Drs Richard D. Carvajal and Marlana M. Orloff comment on tebentafusp’s mechanism of action (MOA) and explain what makes the therapy attractive for uveal melanoma.
Richard D. Carvajal, MD: Let’s shift gears to tebentafusp, an immunotherapy where there is clear success. I wonder if you can describe for the audience how this drug works? What's its mechanism?
Marlana M. Orloff, MD: Yes, it goes by a couple of different names now: an ImmTAC or an immune mobilizing monoclonal T-cell receptor against cancer, or simply kind of a TCR [T-cell receptor], but the way that I like to describe it is that it's like a magnet. On one end, it binds a T cell with an anti-CD3 [cluster of differentiation 3] end that would otherwise maybe not necessarily be attracted to the cancer, and then on the other end, it binds the antigen gp100 on the surface of the tumor and basically forces the T cell to engage with the cancer. Again, acknowledging a possible mechanism of innate resistance and just having the immune system kind of not acknowledge uveal melanoma, this is a really high-affinity magnet that just drags the immune system over to the cancer and forces them to engage. That's the mechanism in the simplest terms. As a target, gp100 is pretty uniformly expressed on uveal melanoma. The other place that we see it is melanocytes, most commonly in the skin.
Richard D. Carvajal, MD: Yes, and with that binding this really optimized T-cell receptor, it's important to highlight that it only recognizes that gp100 protein in the context of HLA-A*0201. It's important for the audience to understand that what is the HLA [human leukocyte antigen] status is how the immune system is able to recognize certain fragments and certain antigens. We think about 40%-50% of the Caucasian population is HLA-A*0201-positive, and this drug was designed only to identify the fragment in that context, so the efficacy of this drug is there just for that portion of the patient population.
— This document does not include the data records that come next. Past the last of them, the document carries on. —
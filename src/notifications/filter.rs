//! Query/filter engine over stored notifications.
//!
//! A [`Predicate`] is a conjunction of [`Clause`]s. Clauses live in an ordered
//! set, so composing predicates is associative and insensitive to the order in
//! which clauses were added, and the generated SQL is identical for equal
//! predicates.

use std::collections::BTreeSet;

use rusqlite::types::Value as SqlValue;

use super::models::NotificationRecord;

/// Default restoration window: one week.
pub const DEFAULT_RETENTION_WINDOW_SECS: i64 = 604_800;

#[derive(Debug, Clone, PartialEq, Eq, PartialOrd, Ord, Hash)]
pub enum Clause {
    /// `created_at > t`
    CreatedAfter(i64),
    /// `created_at < t`
    CreatedBefore(i64),
    Dismissed(bool),
    Opened(bool),
    IsSummary(bool),
    /// Not expired at `t`: no expiration, or `expire_time > t`.
    NotExpiredAt(i64),
    GroupId(String),
}

impl Clause {
    fn matches(&self, record: &NotificationRecord) -> bool {
        match self {
            Clause::CreatedAfter(t) => record.created_at > *t,
            Clause::CreatedBefore(t) => record.created_at < *t,
            Clause::Dismissed(v) => record.dismissed == *v,
            Clause::Opened(v) => record.opened == *v,
            Clause::IsSummary(v) => record.is_summary == *v,
            Clause::NotExpiredAt(t) => record.expire_time.map_or(true, |exp| exp > *t),
            Clause::GroupId(group) => record.group_id.as_deref() == Some(group.as_str()),
        }
    }

    fn push_sql(&self, sql: &mut String, params: &mut Vec<SqlValue>) {
        let fragment = match self {
            Clause::CreatedAfter(t) => {
                params.push(SqlValue::Integer(*t));
                "created_at > ?"
            }
            Clause::CreatedBefore(t) => {
                params.push(SqlValue::Integer(*t));
                "created_at < ?"
            }
            Clause::Dismissed(v) => {
                params.push(SqlValue::Integer(*v as i64));
                "dismissed = ?"
            }
            Clause::Opened(v) => {
                params.push(SqlValue::Integer(*v as i64));
                "opened = ?"
            }
            Clause::IsSummary(v) => {
                params.push(SqlValue::Integer(*v as i64));
                "is_summary = ?"
            }
            Clause::NotExpiredAt(t) => {
                params.push(SqlValue::Integer(*t));
                "(expire_time IS NULL OR expire_time > ?)"
            }
            Clause::GroupId(group) => {
                params.push(SqlValue::Text(group.clone()));
                "group_id = ?"
            }
        };
        sql.push_str(fragment);
    }
}

/// Conjunction of clauses. The empty predicate matches every record.
#[derive(Debug, Clone, Default, PartialEq, Eq)]
pub struct Predicate {
    clauses: BTreeSet<Clause>,
}

impl Predicate {
    /// Predicate matching every record.
    pub fn all() -> Self {
        Self::default()
    }

    pub fn and(mut self, clause: Clause) -> Self {
        self.clauses.insert(clause);
        self
    }

    /// Conjunction of two predicates.
    pub fn and_all(mut self, other: Predicate) -> Self {
        self.clauses.extend(other.clauses);
        self
    }

    /// Not dismissed, not opened, not a summary.
    pub fn uninteracted() -> Self {
        Self::all()
            .and(Clause::Dismissed(false))
            .and(Clause::Opened(false))
            .and(Clause::IsSummary(false))
    }

    pub fn clauses(&self) -> impl Iterator<Item = &Clause> {
        self.clauses.iter()
    }

    pub fn is_empty(&self) -> bool {
        self.clauses.is_empty()
    }

    /// In-memory evaluation, equivalent to the SQL rendering.
    pub fn matches(&self, record: &NotificationRecord) -> bool {
        self.clauses.iter().all(|clause| clause.matches(record))
    }

    /// Renders the predicate as a SQL `WHERE` body plus positional parameters.
    pub fn to_sql(&self) -> (String, Vec<SqlValue>) {
        if self.clauses.is_empty() {
            return ("1=1".to_string(), Vec::new());
        }
        let mut sql = String::new();
        let mut params = Vec::with_capacity(self.clauses.len());
        for (i, clause) in self.clauses.iter().enumerate() {
            if i > 0 {
                sql.push_str(" AND ");
            }
            clause.push_sql(&mut sql, &mut params);
        }
        (sql, params)
    }
}

/// Recent notifications the user has not interacted with yet.
///
/// Requires `created_at > now - retention_window_secs`, not dismissed, not
/// opened, not a summary, and with the TTL policy enabled also not expired.
pub fn build_restoration_predicate(
    now: i64,
    retention_window_secs: i64,
    ttl_policy_enabled: bool,
) -> Predicate {
    let predicate = Predicate::uninteracted()
        .and(Clause::CreatedAfter(now.saturating_sub(retention_window_secs)));
    if ttl_policy_enabled {
        predicate.and(Clause::NotExpiredAt(now))
    } else {
        predicate
    }
}
use anyhow::{Context, Result};
use serde::Deserialize;
use std::path::Path;

#[derive(Debug, Deserialize, Default)]
#[serde(default)]
pub struct FileConfig {
    // Core settings (can override CLI)
    pub db_dir: Option<String>,
    pub retention_window_secs: Option<i64>,
    pub max_visible: Option<usize>,
    pub restore_ttl_filter: Option<bool>,
    pub receive_receipts_enabled: Option<bool>,
    pub default_ttl_secs: Option<i64>,

    // Feature configs
    pub reporting: Option<ReportingConfig>,
    pub background_jobs: Option<BackgroundJobsConfig>,
}

#[derive(Debug, Deserialize, Default, Clone)]
#[serde(default)]
pub struct ReportingConfig {
    pub endpoint: Option<String>,
    pub timeout_secs: Option<u64>,
    pub max_retries: Option<u32>,
    pub initial_backoff_secs: Option<u64>,
    pub max_backoff_secs: Option<u64>,
    pub backoff_multiplier: Option<f64>,
    pub receipt_max_delay_secs: Option<u64>,
}

#[derive(Debug, Deserialize, Default, Clone)]
#[serde(default)]
pub struct BackgroundJobsConfig {
    pub cleanup_interval_hours: Option<u64>,
}

impl FileConfig {
    pub fn load(path: &Path) -> Result<Self> {
        let content = std::fs::read_to_string(path)
            .with_context(|| format!("Failed to read config file: {:?}", path))?;
        toml::from_str(&content).with_context(|| format!("Failed to parse config file: {:?}", path))
    }
}

#[cfg(test)]
mod tests {
    use super::*;

    #[test]
    fn test_parse_sections() {
        let config: FileConfig = toml::from_str(
            r#"
            db_dir = "/data"
            max_visible = 10
            restore_ttl_filter = false

            [reporting]
            endpoint = "https://reports.example.com/v1/notifications"
            max_retries = 2

            [background_jobs]
            cleanup_interval_hours = 6
            "#,
        )
        .unwrap();

        assert_eq!(config.db_dir.as_deref(), Some("/data"));
        assert_eq!(config.max_visible, Some(10));
        assert_eq!(config.restore_ttl_filter, Some(false));
        assert!(config.retention_window_secs.is_none());

        let reporting = config.reporting.unwrap();
        assert_eq!(reporting.max_retries, Some(2));
        assert!(reporting.backoff_multiplier.is_none());
        assert_eq!(
            config.background_jobs.unwrap().cleanup_interval_hours,
            Some(6)
        );
    }

    #[test]
    fn test_empty_file_is_all_defaults() {
        let config: FileConfig = toml::from_str("").unwrap();
        assert!(config.db_dir.is_none());
        assert!(config.reporting.is_none());
    }
}
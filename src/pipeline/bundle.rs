//! Bundle processor: classifies, validates and deduplicates inbound payloads
//! before anything is persisted.

use std::sync::Arc;

use serde::{Deserialize, Serialize};
use serde_json::Value;
use tracing::debug;

use crate::clock::Clock;
use crate::notifications::{
    NotificationError, NotificationRecord, NotificationStore, Properties, Result,
};
use crate::params::PolicyParams;

/// Sender of instance-id token refresh messages, which are not notifications.
pub const TOKEN_REFRESH_SENDER: &str = "google.com/iid";

/// Ids with this prefix are reserved for group summaries.
pub const RESERVED_ID_PREFIX: &str = "summary:";

/// Priorities above this value mark a high priority notification.
pub const HIGH_PRIORITY_THRESHOLD: i64 = 9;

// Payload keys consumed by the processor rather than stored as properties.
const KEY_ID: &str = "id";
const KEY_GROUP: &str = "grp";
const KEY_FROM: &str = "from";
const KEY_TTL: &str = "ttl";
const KEY_SENT_TIME: &str = "google.sent_time";
const KEY_PRIORITY: &str = "pri";

/// Raw inbound push message as a flat JSON object.
#[derive(Debug, Clone, Default, PartialEq, Serialize, Deserialize)]
#[serde(transparent)]
pub struct RawPayload(pub Properties);

impl RawPayload {
    pub fn from_json_str(s: &str) -> Result<Self> {
        match serde_json::from_str::<Value>(s) {
            Ok(Value::Object(map)) => Ok(Self(map)),
            Ok(other) => Err(NotificationError::InvalidPayload(format!(
                "expected a JSON object, got {}",
                type_name(&other)
            ))),
            Err(e) => Err(NotificationError::InvalidPayload(e.to_string())),
        }
    }

    pub fn with(mut self, key: &str, value: Value) -> Self {
        self.0.insert(key.to_string(), value);
        self
    }

    /// Notification id, if present as a non-empty string.
    pub fn id(&self) -> Option<&str> {
        self.0
            .get(KEY_ID)
            .and_then(Value::as_str)
            .filter(|id| !id.is_empty())
    }

    pub fn group(&self) -> Option<&str> {
        self.0
            .get(KEY_GROUP)
            .and_then(Value::as_str)
            .filter(|group| !group.is_empty())
    }

    pub fn is_token_refresh(&self) -> bool {
        self.0.get(KEY_FROM).and_then(Value::as_str) == Some(TOKEN_REFRESH_SENDER)
    }

    pub fn priority(&self) -> i64 {
        self.0.get(KEY_PRIORITY).and_then(as_lenient_i64).unwrap_or(0)
    }

    pub fn is_high_priority(&self) -> bool {
        self.priority() > HIGH_PRIORITY_THRESHOLD
    }

    fn ttl_secs(&self) -> Option<i64> {
        self.0.get(KEY_TTL).and_then(as_lenient_i64)
    }

    /// Send time in seconds; the payload carries milliseconds.
    fn sent_time_secs(&self) -> Option<i64> {
        self.0
            .get(KEY_SENT_TIME)
            .and_then(as_lenient_i64)
            .map(|ms| ms / 1000)
    }
}

fn type_name(value: &Value) -> &'static str {
    match value {
        Value::Null => "null",
        Value::Bool(_) => "a boolean",
        Value::Number(_) => "a number",
        Value::String(_) => "a string",
        Value::Array(_) => "an array",
        Value::Object(_) => "an object",
    }
}

/// Push services send numbers both as JSON numbers and as strings.
fn as_lenient_i64(value: &Value) -> Option<i64> {
    match value {
        Value::Number(n) => n.as_i64(),
        Value::String(s) => s.trim().parse().ok(),
        _ => None,
    }
}

/// A record ready for the tentative write.
#[derive(Debug, Clone, PartialEq)]
pub struct BundledNotification {
    pub record: NotificationRecord,
    /// The stored, still pending record this payload replaces.
    pub replaces: Option<NotificationRecord>,
}

impl BundledNotification {
    pub fn is_new(&self) -> bool {
        self.replaces.is_none()
    }
}

#[derive(Debug, Clone, Default, PartialEq)]
pub struct BundleResult {
    pub singles: Vec<BundledNotification>,
    /// Groups whose summary must be recomputed once the singles are written.
    pub summary_updates: Vec<String>,
    /// Redelivered ids of records the user already interacted with.
    pub duplicates: Vec<String>,
    /// Not a notification at all (token refresh).
    pub ignored: bool,
}

pub struct BundleProcessor {
    store: Arc<dyn NotificationStore>,
    clock: Arc<dyn Clock>,
}

impl BundleProcessor {
    pub fn new(store: Arc<dyn NotificationStore>, clock: Arc<dyn Clock>) -> Self {
        Self { store, clock }
    }

    /// Classify `payload` against the stored state.
    ///
    /// A redelivered id that is still pending replaces the stored values but
    /// keeps the first arrival time. A redelivered id the user already opened
    /// or dismissed is reported as a duplicate and produces no single.
    pub fn process(&self, payload: &RawPayload, params: &PolicyParams) -> Result<BundleResult> {
        if payload.is_token_refresh() {
            debug!("Ignoring token refresh payload");
            return Ok(BundleResult {
                ignored: true,
                ..Default::default()
            });
        }

        let id = payload
            .id()
            .ok_or_else(|| NotificationError::InvalidPayload("missing notification id".into()))?;
        if id.starts_with(RESERVED_ID_PREFIX) {
            return Err(NotificationError::InvalidPayload(format!(
                "reserved notification id: {}",
                id
            )));
        }

        let existing = self.store.get(id)?;
        if let Some(existing) = &existing {
            if existing.is_interacted() || existing.is_summary {
                debug!("Dropping duplicate delivery of {}", id);
                return Ok(BundleResult {
                    duplicates: vec![id.to_string()],
                    ..Default::default()
                });
            }
        }

        let now = self.clock.now();
        let mut record = self.build_record(id, payload, now, params);
        if let Some(existing) = &existing {
            record.created_at = existing.created_at;
            record.seq = existing.seq;
        }

        let mut summary_updates = Vec::new();
        if let Some(group) = &record.group_id {
            summary_updates.push(group.clone());
        }
        if let Some(previous_group) = existing.as_ref().and_then(|e| e.group_id.as_ref()) {
            if !summary_updates.contains(previous_group) {
                summary_updates.push(previous_group.clone());
            }
        }

        Ok(BundleResult {
            singles: vec![BundledNotification {
                record,
                replaces: existing,
            }],
            summary_updates,
            ..Default::default()
        })
    }

    fn build_record(
        &self,
        id: &str,
        payload: &RawPayload,
        now: i64,
        params: &PolicyParams,
    ) -> NotificationRecord {
        let ttl = payload.ttl_secs().unwrap_or(params.default_ttl_secs);
        let sent_at = payload.sent_time_secs().unwrap_or(now);

        let mut record =
            NotificationRecord::new(id, now).with_expire_time(sent_at.saturating_add(ttl));
        record.group_id = payload.group().map(str::to_string);

        for (key, value) in &payload.0 {
            if key != KEY_ID && key != KEY_GROUP {
                record.properties.insert(key.clone(), value.clone());
            }
        }
        if payload.is_high_priority() {
            record
                .properties
                .insert("high_priority".to_string(), Value::Bool(true));
        }
        record
    }
}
Marlana M. Orloff, MD: It’s important that both providers and patients understand that HLA is basically your immune type. When I describe that to patients, I say, OK, you have a blood type, and your blood type doesn't change. With other immunotherapies, like PD1 inhibitors, looking at biomarkers like PDL1 as something that may predict response, PDL1 may be dynamic, you could rebiopsy and you may see it and you may not, and it may change over time. HLA is one of those things that does not change. It's a simple blood test, but it's like your blood type. I know that patients may get tested, and they may not be A0201 and you may get this question, can we check it again? It's just not something like that. Like you said, it's important because it's that mechanism antigen presentation that interacts with the immune system, and it needs to be there. And the reason they chose this one, as you said, is that it's just the most common in the patient population for which we see uveal melanoma.